Orgasmic

I first posted this in March 2014 on another platform. I am posting it now, here, because I realised I wanted everything important to me to be in one place.

@AngharadsWife asked me the other day if I could remember the first time I masturbated. I can’t remember why the topic came up but she was shocked because I have no recollection at all of my first wank whereas she can remember hers in detail. I can, however, remember the first time I experienced an orgasm.

There were a few months on the cusp of puberty when climbing a rope in P.E. or sliding down stairs elicited an extremely pleasant feeling, a feeling which made my whole body tingle from the roots of my hair to the tips of my fingers and toes.
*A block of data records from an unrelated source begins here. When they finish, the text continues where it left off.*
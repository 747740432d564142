//! CLI enum types for glyph set and segmentation options.

use clap::ValueEnum;

use crate::ascii::{GlyphSet, Segmentation};

/// Glyph set for rendering.
#[derive(Debug, Clone, Copy, PartialEq, Eq, Default, ValueEnum)]
pub enum GlyphSetArg {
    #[default]
    Standard,
    Detailed,
    Simple,
    Binary,
    Braille,
}

impl From<GlyphSetArg> for GlyphSet {
    fn from(g: GlyphSetArg) -> Self {
        match g {
            GlyphSetArg::Standard => GlyphSet::Standard,
            GlyphSetArg::Detailed => GlyphSet::Detailed,
            GlyphSetArg::Simple => GlyphSet::Simple,
            GlyphSetArg::Binary => GlyphSet::Binary,
            GlyphSetArg::Braille => GlyphSet::Braille,
        }
    }
}

/// Background classifier.
#[derive(Debug, Clone, Copy, PartialEq, Eq, Default, ValueEnum)]
pub enum SegmentationArg {
    #[default]
    Heuristic,
    Adaptive,
    Soft,
}

impl From<SegmentationArg> for Segmentation {
    fn from(s: SegmentationArg) -> Self {
        match s {
            SegmentationArg::Heuristic => Segmentation::Heuristic,
            SegmentationArg::Adaptive => Segmentation::Adaptive,
            SegmentationArg::Soft => Segmentation::Soft,
        }
    }
}
//! Foreground bounding box.

/// Half-open pixel rectangle `[left, right) × [top, bottom)`.
#[derive(Debug, Clone, Copy, PartialEq, Eq)]
pub struct BoundingBox {
    pub left: usize,
    pub top: usize,
    pub right: usize,
    pub bottom: usize,
}

impl BoundingBox {
    /// The whole `width × height` frame.
    pub fn full(width: usize, height: usize) -> Self {
        Self {
            left: 0,
            top: 0,
            right: width,
            bottom: height,
        }
    }

    pub fn width(&self) -> usize {
        self.right - self.left
    }

    pub fn height(&self) -> usize {
        self.bottom - self.top
    }

    pub fn is_empty(&self) -> bool {
        self.width() == 0 || self.height() == 0
    }

    /// Grow by `margin` pixels on every side, clamped to the frame.
    pub fn pad(&self, margin: usize, width: usize, height: usize) -> Self {
        Self {
            left: self.left.saturating_sub(margin),
            top: self.top.saturating_sub(margin),
            right: (self.right + margin).min(width),
            bottom: (self.bottom + margin).min(height),
        }
    }

    /// Expand outward to a 2-column, 4-row grid.
    ///
    /// The result may extend past the frame; callers sampling it must treat
    /// out-of-bounds pixels as off.
    pub fn align_to_braille(&self) -> Self {
        Self {
            left: self.left / 2 * 2,
            top: self.top / 4 * 4,
            right: self.right.div_ceil(2) * 2,
            bottom: self.bottom.div_ceil(4) * 4,
        }
    }
}

/// Crop away fully-background border rows and columns.
///
/// Sides are stripped one at a time until a row or column containing a
/// foreground pixel is found. If everything is background the full frame is
/// returned; otherwise the box gains a 1-pixel margin clamped to the frame.
///
/// `compact` skips cropping and always returns the full frame.
pub fn crop_to_foreground(
    background: &[bool],
    width: usize,
    height: usize,
    compact: bool,
) -> BoundingBox {
    let full = BoundingBox::full(width, height);
    if compact || width == 0 || height == 0 {
        return full;
    }

    let is_bg = |x: usize, y: usize| background[y * width + x];
    let row_is_bg = |y: usize, left: usize, right: usize| (left..right).all(|x| is_bg(x, y));
    let col_is_bg = |x: usize, top: usize, bottom: usize| (top..bottom).all(|y| is_bg(x, y));

    let mut b = full;
    while b.top < b.bottom && row_is_bg(b.top, b.left, b.right) {
        b.top += 1;
    }
    while b.bottom > b.top && row_is_bg(b.bottom - 1, b.left, b.right) {
        b.bottom -= 1;
    }
    while b.left < b.right && col_is_bg(b.left, b.top, b.bottom) {
        b.left += 1;
    }
    while b.right > b.left && col_is_bg(b.right - 1, b.top, b.bottom) {
        b.right -= 1;
    }

    if b.is_empty() {
        return full;
    }

    b.pad(1, width, height)
}

#[cfg(test)]
mod tests {
    use super::*;

    fn mask_with_dot(w: usize, h: usize, x: usize, y: usize) -> Vec<bool> {
        let mut mask = vec![true; w * h];
        mask[y * w + x] = false;
        mask
    }

    #[test]
    fn test_all_background_is_full_frame() {
        let mask = vec![true; 20];
        assert_eq!(crop_to_foreground(&mask, 5, 4, false), BoundingBox::full(5, 4));
    }

    #[test]
    fn test_compact_is_full_frame() {
        let mask = mask_with_dot(8, 8, 4, 4);
        assert_eq!(
            crop_to_foreground(&mask, 8, 8, true),
            BoundingBox {
                left: 0,
                top: 0,
                right: 8,
                bottom: 8
            }
        );
    }

    #[test]
    fn test_single_dot_gets_margin() {
        let mask = mask_with_dot(10, 10, 4, 6);
        assert_eq!(
            crop_to_foreground(&mask, 10, 10, false),
            BoundingBox {
                left: 3,
                top: 5,
                right: 6,
                bottom: 8
            }
        );
    }

    #[test]
    fn test_margin_clamped_at_corner() {
        let mask = mask_with_dot(6, 6, 0, 5);
        assert_eq!(
            crop_to_foreground(&mask, 6, 6, false),
            BoundingBox {
                left: 0,
                top: 4,
                right: 2,
                bottom: 6
            }
        );
    }

    #[test]
    fn test_no_background_keeps_full_frame() {
        let mask = vec![false; 12];
        assert_eq!(crop_to_foreground(&mask, 4, 3, false), BoundingBox::full(4, 3));
    }

    #[test]
    fn test_braille_alignment() {
        let b = BoundingBox {
            left: 3,
            top: 5,
            right: 6,
            bottom: 9,
        };
        assert_eq!(
            b.align_to_braille(),
            BoundingBox {
                left: 2,
                top: 4,
                right: 6,
                bottom: 12
            }
        );
        let aligned = BoundingBox::full(4, 8);
        assert_eq!(aligned.align_to_braille(), aligned);
    }
}
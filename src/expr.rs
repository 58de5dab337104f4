use crate::error::EvalError;
use crate::eval::evaluate_postfix;
use crate::lexer::Lexer;
use crate::options::Options;
use crate::parser::to_postfix;
use crate::substitute::{substitute, VariableMap};
use log::debug;
use rayon::prelude::*;

/// Evaluate a single `formula`, with the values of its variables taken from
/// `variables`.
///
/// Returns `Ok(result)` if the evaluation is successful, or `Err(cause)` if
/// the formula is malformed or divides by zero. Variables missing from
/// `variables` are `0`.
///
/// # Example
///
/// ```
/// # use formulator::{evaluate, EvalError, VariableMap};
/// assert_eq!(evaluate("45 - 2^3", &VariableMap::new()), Ok(37.0));
///
/// let mut variables = VariableMap::new();
/// variables.insert("a".into(), 5.0);
/// assert_eq!(evaluate("3 * a", &variables), Ok(15.0));
/// assert_eq!(evaluate("a / b", &variables), Err(EvalError::DivisionByZero));
/// ```
pub fn evaluate(formula: &str, variables: &VariableMap) -> Result<f64, EvalError> {
    Calculator::default().evaluate(formula, variables)
}

/// A formula evaluator with fixed [`Options`](struct.Options.html).
///
/// A `Calculator` holds no state besides its options: every call goes
/// through the full pipeline again, and any number of evaluations can run
/// at the same time.
///
/// # Examples
/// ```
/// # use formulator::{Calculator, Options, VariableMap};
/// let calculator = Calculator::new(Options::new().right_associative_power());
/// assert_eq!(calculator.evaluate("2 ^ 3 ^ 2", &VariableMap::new()), Ok(512.0));
///
/// let strict = Calculator::new(Options::new().strict());
/// assert!(strict.evaluate("2 # 3", &VariableMap::new()).is_err());
/// ```
#[derive(Debug, Clone, Copy, Default, PartialEq, Eq)]
pub struct Calculator {
    options: Options,
}

impl Calculator {
    /// Create a calculator using `options`
    #[must_use]
    pub fn new(options: Options) -> Self {
        Self { options }
    }

    /// The options of this calculator
    #[must_use]
    pub fn options(&self) -> Options {
        self.options
    }

    /// Substitute the variables in `formula`, then lex, parse and evaluate
    /// it.
    pub fn evaluate(&self, formula: &str, variables: &VariableMap) -> Result<f64, EvalError> {
        let text = substitute(formula, variables);
        let tokens = Lexer::new(&text, self.options.lexing).tokenize()?;
        let postfix = to_postfix(tokens, self.options.power);
        let result = evaluate_postfix(&postfix);
        debug!("{:?} evaluated to {:?}", formula, result);
        result
    }

    /// Evaluate the same `formula` against several sets of variables, in
    /// parallel. Results are in the same order as `contexts`.
    ///
    /// # Examples
    /// ```
    /// # use formulator::{Calculator, VariableMap};
    /// let contexts: Vec<VariableMap> = (1..=3)
    ///     .map(|i| std::iter::once(("x".to_string(), f64::from(i))).collect())
    ///     .collect();
    /// let results = Calculator::default().evaluate_batch("x * 10", &contexts);
    /// assert_eq!(results, vec![Ok(10.0), Ok(20.0), Ok(30.0)]);
    /// ```
    pub fn evaluate_batch(
        &self,
        formula: &str,
        contexts: &[VariableMap],
    ) -> Vec<Result<f64, EvalError>> {
        contexts
            .par_iter()
            .map(|variables| self.evaluate(formula, variables))
            .collect()
    }
}

#[cfg(test)]
mod tests {
    use super::*;
    use crate::lexer::tokenize;
    use crate::options::LexMode;
    use crate::token::Assoc;
    use test_case::test_case;

    fn context() -> VariableMap {
        let mut variables = VariableMap::new();
        variables.insert("x".into(), 5.0);
        variables.insert("half".into(), 0.5);
        variables.insert("zero".into(), 0.0);
        variables.insert("neg".into(), -2.0);
        variables
    }

    #[test_case("2 + 3 * 4" => Ok(14.0) ; "precedence")]
    #[test_case("(2 + 3) * 4" => Ok(20.0) ; "parenthesis")]
    #[test_case("10 - 4 - 3" => Ok(3.0) ; "left to right subtraction")]
    #[test_case("12 / 3 / 2" => Ok(2.0) ; "left to right division")]
    #[test_case("1.5 * 4" => Ok(6.0) ; "decimals")]
    #[test_case("2 ^ 3 ^ 2" => Ok(64.0) ; "power is left associative")]
    #[test_case("10 / 0" => Err(EvalError::DivisionByZero) ; "division by zero")]
    #[test_case("2 * x" => Ok(10.0) ; "variable")]
    #[test_case("y + 1" => Ok(1.0) ; "unset variable is zero")]
    #[test_case("x / zero" => Err(EvalError::DivisionByZero) ; "division by zero variable")]
    #[test_case("x / y" => Err(EvalError::DivisionByZero) ; "division by unset variable")]
    #[test_case("x ^ 2 * half" => Ok(12.5) ; "power of a variable")]
    #[test_case("sin(0)" => Ok(0.0) ; "sine")]
    #[test_case("3 * cos(0)" => Ok(3.0) ; "cosine")]
    #[test_case("log(1)" => Ok(0.0) ; "natural log")]
    #[test_case("tan(zero)" => Ok(0.0) ; "function of a variable")]
    #[test_case("sin(0) + 1" => Ok(libm::sin(1.0)) ; "function applies to the rest of the formula")]
    #[test_case("(sin(0)) + 1" => Ok(1.0) ; "parenthesis close the function")]
    #[test_case("2 + " => Err(EvalError::StackUnderflow) ; "trailing operator")]
    #[test_case("-3" => Err(EvalError::StackUnderflow) ; "no unary minus")]
    #[test_case("neg + 1" => Err(EvalError::StackUnderflow) ; "negative value becomes a minus sign")]
    #[test_case("(2 + 3" => Err(EvalError::StackUnderflow) ; "unclosed parenthesis")]
    #[test_case("2 * (3 + 4" => Err(EvalError::StackUnderflow) ; "unclosed parenthesis with operands")]
    #[test_case("1 + (2 * (3 + 4)" => Err(EvalError::StackUnderflow) ; "unclosed outer parenthesis")]
    #[test_case("2 + 3) * 4" => Ok(20.0) ; "extra closing parenthesis")]
    #[test_case("2 3" => Err(EvalError::StackUnderflow) ; "missing operator")]
    #[test_case("" => Err(EvalError::StackUnderflow) ; "empty formula")]
    #[test_case("2 $ + 3" => Ok(5.0) ; "unknown characters are skipped")]
    fn eval(formula: &str) -> Result<f64, EvalError> {
        evaluate(formula, &context())
    }

    #[test]
    fn options() {
        let variables = context();

        let right = Calculator::new(Options::new().right_associative_power());
        assert_eq!(right.evaluate("2 ^ 3 ^ 2", &variables), Ok(512.0));
        assert_eq!(right.options().power, Assoc::Right);

        let strict = Calculator::new(Options::new().strict());
        assert_eq!(strict.evaluate("2 * x", &variables), Ok(10.0));
        assert_eq!(
            strict.evaluate("2 $ + 3", &variables),
            Err(EvalError::UnexpectedCharacter {
                character: '$',
                position: 2
            })
        );
    }

    #[test]
    fn idempotent() {
        let variables = context();
        let first = evaluate("x * (half + 2) ^ 2 - log(x)", &variables);
        for _ in 0..10 {
            assert_eq!(evaluate("x * (half + 2) ^ 2 - log(x)", &variables), first);
        }
    }

    #[test]
    fn pipeline() {
        let variables = context();
        let corpus = [
            "1 + 2 * 3 - 4 / 2",
            "(1 + 2) * (3 - 4) / 2",
            "x ^ 2 + 2 * x + 1",
            "cos(x) * cos(x) + 3",
            "log(x * 2) - half",
            "((x))",
            "2 ^ 3 ^ 2",
            "y * 7 + x",
        ];
        for formula in &corpus {
            let text = substitute(formula, &variables);
            let tokens = tokenize(&text, LexMode::Tolerant).unwrap();
            let postfix = to_postfix(tokens, Assoc::Left);
            assert_eq!(evaluate_postfix(&postfix), evaluate(formula, &variables));
            assert!(evaluate(formula, &variables).is_ok(), "{}", formula);
        }
    }

    #[test]
    fn batch() {
        let contexts: Vec<VariableMap> = (0..100)
            .map(|i| {
                let mut variables = VariableMap::new();
                variables.insert("x".into(), f64::from(i));
                variables
            })
            .collect();
        let results = Calculator::default().evaluate_batch("10 / x", &contexts);
        assert_eq!(results.len(), 100);
        assert_eq!(results[0], Err(EvalError::DivisionByZero));
        assert_eq!(results[4], Ok(2.5));
        assert_eq!(results[99], Ok(10.0 / 99.0));
    }
}
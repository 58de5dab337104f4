use crate::token::Function;
use hashbrown::HashMap;

/// Length in bytes of every reserved function name
pub(crate) const FUNCTION_NAME_LEN: usize = 3;

lazy_static! {
    /// The reserved function names, and the function they refer to
    pub static ref FUNCTIONS: HashMap<&'static str, Function> = {
        let mut map = HashMap::<&'static str, Function>::new();
        for func in &[Function::Sin, Function::Cos, Function::Tan, Function::Log] {
            map.insert(func.name(), *func);
        }
        map.shrink_to_fit();
        map
    };
}

/// Get the function whose name starts `text`, if any
pub(crate) fn function_prefix(text: &str) -> Option<Function> {
    text.get(..FUNCTION_NAME_LEN)
        .and_then(|name| FUNCTIONS.get(name))
        .copied()
}
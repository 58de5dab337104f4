use crate::error::EvalError;
use crate::token::{Op, Token};
use log::trace;

/// Operand stack for postfix evaluation
struct Stack {
    values: Vec<f64>,
}

impl Stack {
    fn pop(&mut self) -> Result<f64, EvalError> {
        self.values.pop().ok_or(EvalError::StackUnderflow)
    }

    /// Pop the operands of a binary operator, as `(left, right)`
    fn pop_pair(&mut self) -> Result<(f64, f64), EvalError> {
        let right = self.pop()?;
        let left = self.pop()?;
        Ok((left, right))
    }
}

fn apply(op: Op, left: f64, right: f64) -> Result<f64, EvalError> {
    match op {
        Op::Plus => Ok(left + right),
        Op::Minus => Ok(left - right),
        Op::Mul => Ok(left * right),
        Op::Div if right == 0.0 => Err(EvalError::DivisionByZero),
        Op::Div => Ok(left / right),
        Op::Exp => Ok(libm::pow(left, right)),
    }
}

/// Evaluate a sequence of tokens in reverse polish notation.
///
/// The input must reduce to exactly one value, otherwise the evaluation fails
/// with [`EvalError::StackUnderflow`](enum.EvalError.html).
///
/// # Examples
///
/// ```
/// # use formulator::{evaluate_postfix, EvalError, Op, Token};
/// let postfix = [Token::Number(6.0), Token::Number(3.0), Token::Op(Op::Div)];
/// assert_eq!(evaluate_postfix(&postfix), Ok(2.0));
///
/// let postfix = [Token::Number(6.0), Token::Op(Op::Div)];
/// assert_eq!(evaluate_postfix(&postfix), Err(EvalError::StackUnderflow));
/// ```
pub fn evaluate_postfix(tokens: &[Token]) -> Result<f64, EvalError> {
    let mut stack = Stack {
        values: Vec::with_capacity(tokens.len()),
    };

    for token in tokens {
        let value = match *token {
            Token::Number(value) => value,
            Token::Function(func) => func.apply(stack.pop()?),
            Token::Op(op) => {
                let (left, right) = stack.pop_pair()?;
                apply(op, left, right)?
            }
            // an unmatched parenthesis flushed by the parser
            Token::LParen | Token::RParen => return Err(EvalError::StackUnderflow),
        };
        trace!("{} -> push {}", token, value);
        stack.values.push(value);
    }

    let result = stack.pop()?;
    if stack.values.is_empty() {
        Ok(result)
    } else {
        Err(EvalError::StackUnderflow)
    }
}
I first felt it climbing one of those ropes primary schools had hanging from the ceiling.

We had a back, former servants’, staircase in the house we were living in at that time and we spent a lot of time sliding down them as boys especially when I discovered that the same sensation happened if you slid down forward on your front. I spent a lot of time sliding down the stairs.

Looking back from adulthood these were obviously my first orgasmic feelings made more fascinating because they were androgynous in their nature. I was not thinking about my body, my sexuality or those of anybody eIse. I took pleasure in my body in a way that I have never been able to do since. With the benefit of adult eyes, particularly my now more liberated eyes I can see that, pre-puberty, without hormones, my body was responding in a different way to stimuli than it can now that it is flooded with testosterone.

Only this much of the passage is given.